Max out your IRA as often as you can
After taking advantage of your full employer match, the next place to focus your retirement savings is your IRA. A traditional or Roth IRA may make more sense depending on your age. Typically Roth IRAs favor younger people while traditional IRAs are better for people very close to retirement.
In either case, in 2019 the IRS allows you to save $6,000 per year in these tax-advantaged accounts. An IRA is often a better option than a 401(k) because it gives you the ability to choose nearly any investment instead of a short list approved by your plan. IRAs also don't charge any monthly or annual management fees, in most cases, while your employer's plan does.
If you are 50 or above, you can save an additional $1,000 per year, known as a "catch up" contribution.

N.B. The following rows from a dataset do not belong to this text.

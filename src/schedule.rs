//! Workout scheduling engine
//!
//! Deterministic selection over the catalogs: day plans from the weekly
//! schedule, muscle-group rotation from the training history, per-group
//! workout generation with a duration budget, and the seeded weekly program.
//!
//! Key principles:
//! - The current date is always an explicit parameter, never read here
//! - Same inputs (and same seed) always produce the same plan
//! - Day/index lookups reduce modulo the catalog, never out of range

use std::collections::BTreeMap;

use chrono::{Duration, NaiveDate, Weekday};
use serde::{Deserialize, Serialize};

use crate::catalog::{Exercise, ExerciseCatalog, MuscleGroup, SetScheme, WeekSchedule};
use crate::models::plan::{DayPlan, ProgramDay, ProgramExercise, WeekProgram};
use crate::models::profile::TrainingLevel;
use crate::nutrition::PlanTunables;

/// ---------------------------------------------------------------------------
/// Day Plan Selection
/// ---------------------------------------------------------------------------

/// Full weekday label matching the schedule's day labels
pub fn weekday_label(weekday: Weekday) -> &'static str {
    match weekday {
        Weekday::Mon => "Monday",
        Weekday::Tue => "Tuesday",
        Weekday::Wed => "Wednesday",
        Weekday::Thu => "Thursday",
        Weekday::Fri => "Friday",
        Weekday::Sat => "Saturday",
        Weekday::Sun => "Sunday",
    }
}

/// Select the day plan for a weekday by label.
///
/// A label mismatch (schedules that name rest days differently, or trimmed
/// schedules) falls back to the first day rather than failing. `None` only
/// for an empty schedule.
pub fn select_day_plan(schedule: &WeekSchedule, weekday: Weekday) -> Option<&DayPlan> {
    let label = weekday_label(weekday);
    schedule
        .days
        .iter()
        .find(|d| d.label == label)
        .or_else(|| schedule.days.first())
}

/// Select a day plan by rotation index, reduced modulo the schedule length
pub fn select_day_plan_by_index(schedule: &WeekSchedule, index: usize) -> Option<&DayPlan> {
    if schedule.days.is_empty() {
        return None;
    }
    schedule.days.get(index % schedule.days.len())
}

/// ---------------------------------------------------------------------------
/// Muscle Group Rotation
/// ---------------------------------------------------------------------------

/// Training history keyed by ISO date string (lexicographic == chronological)
pub type TrainedByDate = BTreeMap<String, Vec<MuscleGroup>>;

/// Pick the next muscle group to train.
///
/// Groups trained on the day before `today` are excluded; among the rest the
/// one with the oldest last-trained date wins, with never-trained groups
/// sorting first. If every group was trained yesterday the first group is the
/// fixed fallback. `None` only when `groups` is empty.
pub fn pick_next_muscle_group(
    history: &TrainedByDate,
    today: NaiveDate,
    groups: &[MuscleGroup],
) -> Option<MuscleGroup> {
    let yesterday = (today - Duration::days(1)).format("%Y-%m-%d").to_string();
    let trained_yesterday: &[MuscleGroup] = history
        .get(&yesterday)
        .map(|v| v.as_slice())
        .unwrap_or(&[]);

    let eligible: Vec<MuscleGroup> = groups
        .iter()
        .copied()
        .filter(|g| !trained_yesterday.contains(g))
        .collect();

    if eligible.is_empty() {
        // Unreachable with >= 2 groups, but guard anyway
        return groups.first().copied();
    }

    // min_by_key keeps the first minimum, so ties resolve in group order;
    // the empty-string sentinel puts never-trained groups first
    eligible
        .into_iter()
        .min_by_key(|g| last_trained(history, *g).unwrap_or_default().to_string())
}

fn last_trained(history: &TrainedByDate, group: MuscleGroup) -> Option<&str> {
    history
        .iter()
        .filter(|(_, groups)| groups.contains(&group))
        .map(|(date, _)| date.as_str())
        .next_back()
}

/// Build the trained-groups-by-date view from the raw set logs, resolving
/// each logged exercise to its muscle group through the catalog. Logs naming
/// unknown exercises are skipped.
pub fn trained_by_date(
    logs: &[crate::models::progress::ExerciseSetLog],
    catalog: &ExerciseCatalog,
) -> TrainedByDate {
    let mut history = TrainedByDate::new();
    for log in logs {
        let Some(exercise) = catalog.exercises.iter().find(|e| e.name == log.exercise) else {
            continue;
        };
        let groups = history.entry(log.date.clone()).or_default();
        if !groups.contains(&exercise.group) {
            groups.push(exercise.group);
        }
    }
    history
}

/// ---------------------------------------------------------------------------
/// Per-Group Workout Generation
/// ---------------------------------------------------------------------------

#[derive(Debug, Clone, PartialEq, Serialize, Deserialize)]
pub struct GeneratedWorkout {
    pub group: MuscleGroup,
    pub exercises: Vec<Exercise>,
    /// Display duration, clamped to the configured window
    pub estimated_minutes: i64,
}

fn estimate_seconds(exercises: &[Exercise], tunables: &PlanTunables) -> i64 {
    exercises
        .iter()
        .map(|ex| {
            let per_set = match ex.scheme {
                SetScheme::Timed { secs } => secs,
                SetScheme::Reps { reps } => reps * tunables.seconds_per_rep,
            };
            ex.sets * (per_set + tunables.rest_seconds)
        })
        .sum()
}

/// Build a workout for one muscle group within the duration budget.
///
/// Starts from the full ordered catalog subset for the group, drops trailing
/// exercises while the estimate exceeds the upper bound (respecting the
/// minimum count), and appends the filler hold once when below the lower
/// bound. The reported minutes are clamped into the window either way.
pub fn generate_workout_for_group(
    group: MuscleGroup,
    catalog: &ExerciseCatalog,
    tunables: &PlanTunables,
) -> GeneratedWorkout {
    let mut exercises: Vec<Exercise> = catalog
        .for_group(group)
        .into_iter()
        .cloned()
        .collect();

    let upper = tunables.max_workout_minutes * 60;
    let lower = tunables.min_workout_minutes * 60;

    let mut estimate = estimate_seconds(&exercises, tunables);
    while estimate > upper && exercises.len() > tunables.min_exercises {
        exercises.pop();
        estimate = estimate_seconds(&exercises, tunables);
    }

    if estimate < lower {
        exercises.push(catalog.filler());
        estimate = estimate_seconds(&exercises, tunables);
    }

    let minutes = (estimate as f64 / 60.0).round() as i64;
    let estimated_minutes = minutes.clamp(tunables.min_workout_minutes, tunables.max_workout_minutes);

    GeneratedWorkout {
        group,
        exercises,
        estimated_minutes,
    }
}

/// ---------------------------------------------------------------------------
/// Seeded Weekly Program
/// ---------------------------------------------------------------------------

/// splitmix64 finalizer over seed/day/slot, used as the deterministic
/// replacement for per-visit random exercise picks
fn mix(seed: u64, day: u64, slot: u64) -> u64 {
    let mut x = seed
        ^ day.wrapping_mul(0x9E37_79B9_7F4A_7C15)
        ^ slot.wrapping_mul(0xBF58_476D_1CE4_E5B9);
    x ^= x >> 30;
    x = x.wrapping_mul(0xBF58_476D_1CE4_E5B9);
    x ^= x >> 27;
    x = x.wrapping_mul(0x94D0_49BB_1331_11EB);
    x ^= x >> 31;
    x
}

/// Generate a 7-day program: one exercise per muscle group per day, picked
/// deterministically from the catalog by the stored seed. Same seed, same
/// program on every load.
pub fn generate_program(
    level: TrainingLevel,
    catalog: &ExerciseCatalog,
    seed: u64,
) -> WeekProgram {
    let days = (0..7u64)
        .map(|day| {
            let exercises = MuscleGroup::ALL
                .iter()
                .enumerate()
                .filter_map(|(slot, &group)| {
                    let pool = catalog.for_group(group);
                    if pool.is_empty() {
                        return None;
                    }
                    let pick = pool[(mix(seed, day, slot as u64) as usize) % pool.len()];
                    Some(ProgramExercise {
                        name: pick.name.clone(),
                        group,
                        equipment: pick.equipment,
                        sets: level.default_sets(),
                        reps: level.default_reps(),
                        done: false,
                    })
                })
                .collect();
            ProgramDay {
                label: format!("Day {}", day + 1),
                exercises,
            }
        })
        .collect();

    WeekProgram { seed, days }
}

/// ---------------------------------------------------------------------------
/// Tests
/// ---------------------------------------------------------------------------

When I had a full-time day job, I split my direct deposit so $211 per payday would go into my IRA automatically. At the end of the year, this meant I hit the $5,500 maximum contribution limit based on my 26 annual paydays. Divide $6,000 by your number of annual paychecks to calculate your automated savings.
Use a retirement investing app for help automating
These days, as a self-employed online worker, I use Acorns and Qapital to automate my savings. The Acorns Later retirement account helps me save in an SEP IRA, a retirement account for self-employed workers, with a fixed amount every week.
There are many web and mobile apps that help you automate your savings and investments for a range of costs. You can do fine without them, but if you need extra help with the automation and recurring transfers, they are a great resource.
If you already have an investment account at a favorite brokerage, look at their online tools to set up recurring, automatic transfers. I like matching them with my payday schedule so it isn't like the money is "taken" from my checking. It comes and goes at the same time and you can stay out of the habit of feeling like you should spend it on something else.
Experts say to save at least 15% for a quality retirement
Most money experts suggest you should save at least 15% of your pre-tax income at minimum. When you add up your 401(k) contribution, your employer match, a maxed out IRA, and any additional savings, it is easier than you may think to achieve.
Some of my friends are in the popular FIRE (financial independence/retire early) movement where they try to save at least 50% of their income. While that's a bit much for me, it is a great motivation that shows I can do more and better in my own savings. That's a great example for anyone to follow.